→ **What you will do**
Scan the entries for the word "crate", and copy every line where it appears.

→ **Stored dataset items**
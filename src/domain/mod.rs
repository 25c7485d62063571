pub mod account;
pub mod common;
pub mod period;
pub mod student;
pub mod transaction;

pub use account::{Account, AccountCategory};
pub use common::{Displayable, Identifiable, NamedEntity};
pub use period::{DateRange, RecognitionBasis};
pub use student::{Campus, MasterData, Student};
pub use transaction::{Transaction, TransactionStatus, TransactionType};
use chrono::NaiveDate;
use serde::{Deserialize, Serialize};

use crate::ledger::Ledger;

use super::{is_listed, section_of, total_of, AccountAmount, ReportPolicy, Section};

pub const SURPLUS_LABEL: &str = "Current Period Surplus";

/// Financial position as at a date, with equity derived from results since inception.
#[derive(Debug, Clone, Serialize, Deserialize, PartialEq)]
pub struct BalanceSheet {
    pub as_of: NaiveDate,
    pub assets: Vec<AccountAmount>,
    pub liabilities: Vec<AccountAmount>,
    pub total_assets: f64,
    pub total_liabilities: f64,
    /// Cumulative revenue minus cumulative expenditure.
    pub surplus: f64,
}

impl BalanceSheet {
    pub fn assemble(ledger: &Ledger<'_>, as_of: NaiveDate, policy: &ReportPolicy) -> Self {
        let engine = ledger.engine();
        let range = ledger.cumulative(as_of);
        let mut assets = Vec::new();
        let mut liabilities = Vec::new();
        let mut income = 0.0;
        let mut expense = 0.0;

        for account in ledger.leaf_accounts() {
            match section_of(account.category) {
                Section::Assets => {
                    let amount = engine.balance_of(&account.code, range, policy.position);
                    if is_listed(amount) {
                        assets.push(AccountAmount::from_account(account, amount));
                    }
                }
                Section::Liabilities => {
                    let amount = engine.balance_of(&account.code, range, policy.position).abs();
                    if is_listed(amount) {
                        liabilities.push(AccountAmount::from_account(account, amount));
                    }
                }
                Section::Revenue => {
                    income += engine.balance_of(&account.code, range, policy.revenue).abs();
                }
                Section::Expenditure => {
                    expense += engine.balance_of(&account.code, range, policy.expenditure);
                }
                // Stored equity is neither listed nor netted against the surplus.
                Section::Unlisted => {}
            }
        }

        let total_assets = total_of(&assets);
        let total_liabilities = total_of(&liabilities);
        let surplus = income - expense;
        tracing::debug!(
            asset_rows = assets.len(),
            liability_rows = liabilities.len(),
            total_assets,
            total_liabilities,
            surplus,
            "assembled balance sheet"
        );

        Self {
            as_of,
            assets,
            liabilities,
            total_assets,
            total_liabilities,
            surplus,
        }
    }

    pub fn total_liabilities_and_equity(&self) -> f64 {
        self.total_liabilities + self.surplus
    }
}
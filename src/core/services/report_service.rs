use chrono::NaiveDate;
use serde::{Deserialize, Serialize};

use crate::errors::LedgerError;
use crate::ledger::Ledger;
use crate::reports::{
    BalanceSheet, GeneralLedger, IncomeStatement, ReportKind, ReportPeriod, ReportPolicy,
    SummaryFilter, TransactionSummary, TrialBalance,
};

use super::ServiceResult;

/// Parameters for assembling any statement through [`ReportService::build`].
#[derive(Debug, Clone, PartialEq)]
pub struct ReportRequest {
    pub kind: ReportKind,
    pub period: ReportPeriod,
    pub filter: SummaryFilter,
    pub account: Option<String>,
    pub policy: ReportPolicy,
}

impl ReportRequest {
    pub fn new(kind: ReportKind, period: ReportPeriod) -> Self {
        Self {
            kind,
            period,
            filter: SummaryFilter::All,
            account: None,
            policy: ReportPolicy::default(),
        }
    }

    pub fn with_filter(mut self, filter: SummaryFilter) -> Self {
        self.filter = filter;
        self
    }

    pub fn for_account(mut self, code: impl Into<String>) -> Self {
        self.account = Some(code.into());
        self
    }

    pub fn with_policy(mut self, policy: ReportPolicy) -> Self {
        self.policy = policy;
        self
    }
}

#[derive(Debug, Clone, Serialize, Deserialize, PartialEq)]
#[serde(tag = "kind", content = "data")]
pub enum Report {
    TrialBalance(TrialBalance),
    IncomeStatement(IncomeStatement),
    BalanceSheet(BalanceSheet),
    GeneralLedger(GeneralLedger),
    TransactionSummary(TransactionSummary),
}

impl Report {
    pub fn kind(&self) -> ReportKind {
        match self {
            Report::TrialBalance(_) => ReportKind::TrialBalance,
            Report::IncomeStatement(_) => ReportKind::IncomeStatement,
            Report::BalanceSheet(_) => ReportKind::BalanceSheet,
            Report::GeneralLedger(_) => ReportKind::GeneralLedger,
            Report::TransactionSummary(_) => ReportKind::TransactionSummary,
        }
    }
}

pub struct ReportService;

impl ReportService {
    pub fn trial_balance(ledger: &Ledger<'_>, as_of: NaiveDate, policy: &ReportPolicy) -> TrialBalance {
        TrialBalance::assemble(ledger, as_of, policy)
    }

    pub fn income_statement(
        ledger: &Ledger<'_>,
        period: ReportPeriod,
        policy: &ReportPolicy,
    ) -> IncomeStatement {
        IncomeStatement::assemble(ledger, period, policy)
    }

    pub fn balance_sheet(ledger: &Ledger<'_>, as_of: NaiveDate, policy: &ReportPolicy) -> BalanceSheet {
        BalanceSheet::assemble(ledger, as_of, policy)
    }

    pub fn transaction_summary(
        ledger: &Ledger<'_>,
        period: ReportPeriod,
        filter: SummaryFilter,
        policy: &ReportPolicy,
    ) -> TransactionSummary {
        TransactionSummary::assemble(ledger, period, filter, policy)
    }

    pub fn general_ledger(
        ledger: &Ledger<'_>,
        code: &str,
        period: ReportPeriod,
        policy: &ReportPolicy,
    ) -> ServiceResult<GeneralLedger> {
        let account = ledger
            .account(code)
            .ok_or_else(|| LedgerError::AccountNotFound(code.to_string()))?;
        Ok(GeneralLedger::assemble(ledger, account, period, policy))
    }

    pub fn build(ledger: &Ledger<'_>, request: &ReportRequest) -> ServiceResult<Report> {
        if request.period.from > request.period.to {
            tracing::warn!(
                from = %request.period.from,
                to = %request.period.to,
                "report period is inverted; period-based sections will be empty"
            );
        }
        tracing::info!(kind = ?request.kind, to = %request.period.to, "building report");

        let policy = &request.policy;
        let report = match request.kind {
            ReportKind::TrialBalance => {
                Report::TrialBalance(Self::trial_balance(ledger, request.period.to, policy))
            }
            ReportKind::IncomeStatement => {
                Report::IncomeStatement(Self::income_statement(ledger, request.period, policy))
            }
            ReportKind::BalanceSheet => {
                Report::BalanceSheet(Self::balance_sheet(ledger, request.period.to, policy))
            }
            ReportKind::TransactionSummary => Report::TransactionSummary(
                Self::transaction_summary(ledger, request.period, request.filter, policy),
            ),
            ReportKind::GeneralLedger => {
                let code = request.account.as_deref().ok_or_else(|| {
                    super::ServiceError::Invalid("general ledger needs an account code".into())
                })?;
                Report::GeneralLedger(Self::general_ledger(ledger, code, request.period, policy)?)
            }
        };
        Ok(report)
    }
}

→ **Exercise result**
use crate::ledger::Ledger;
use crate::errors::LedgerError;
use crate::ledger::Ledger;
use crate::reports::{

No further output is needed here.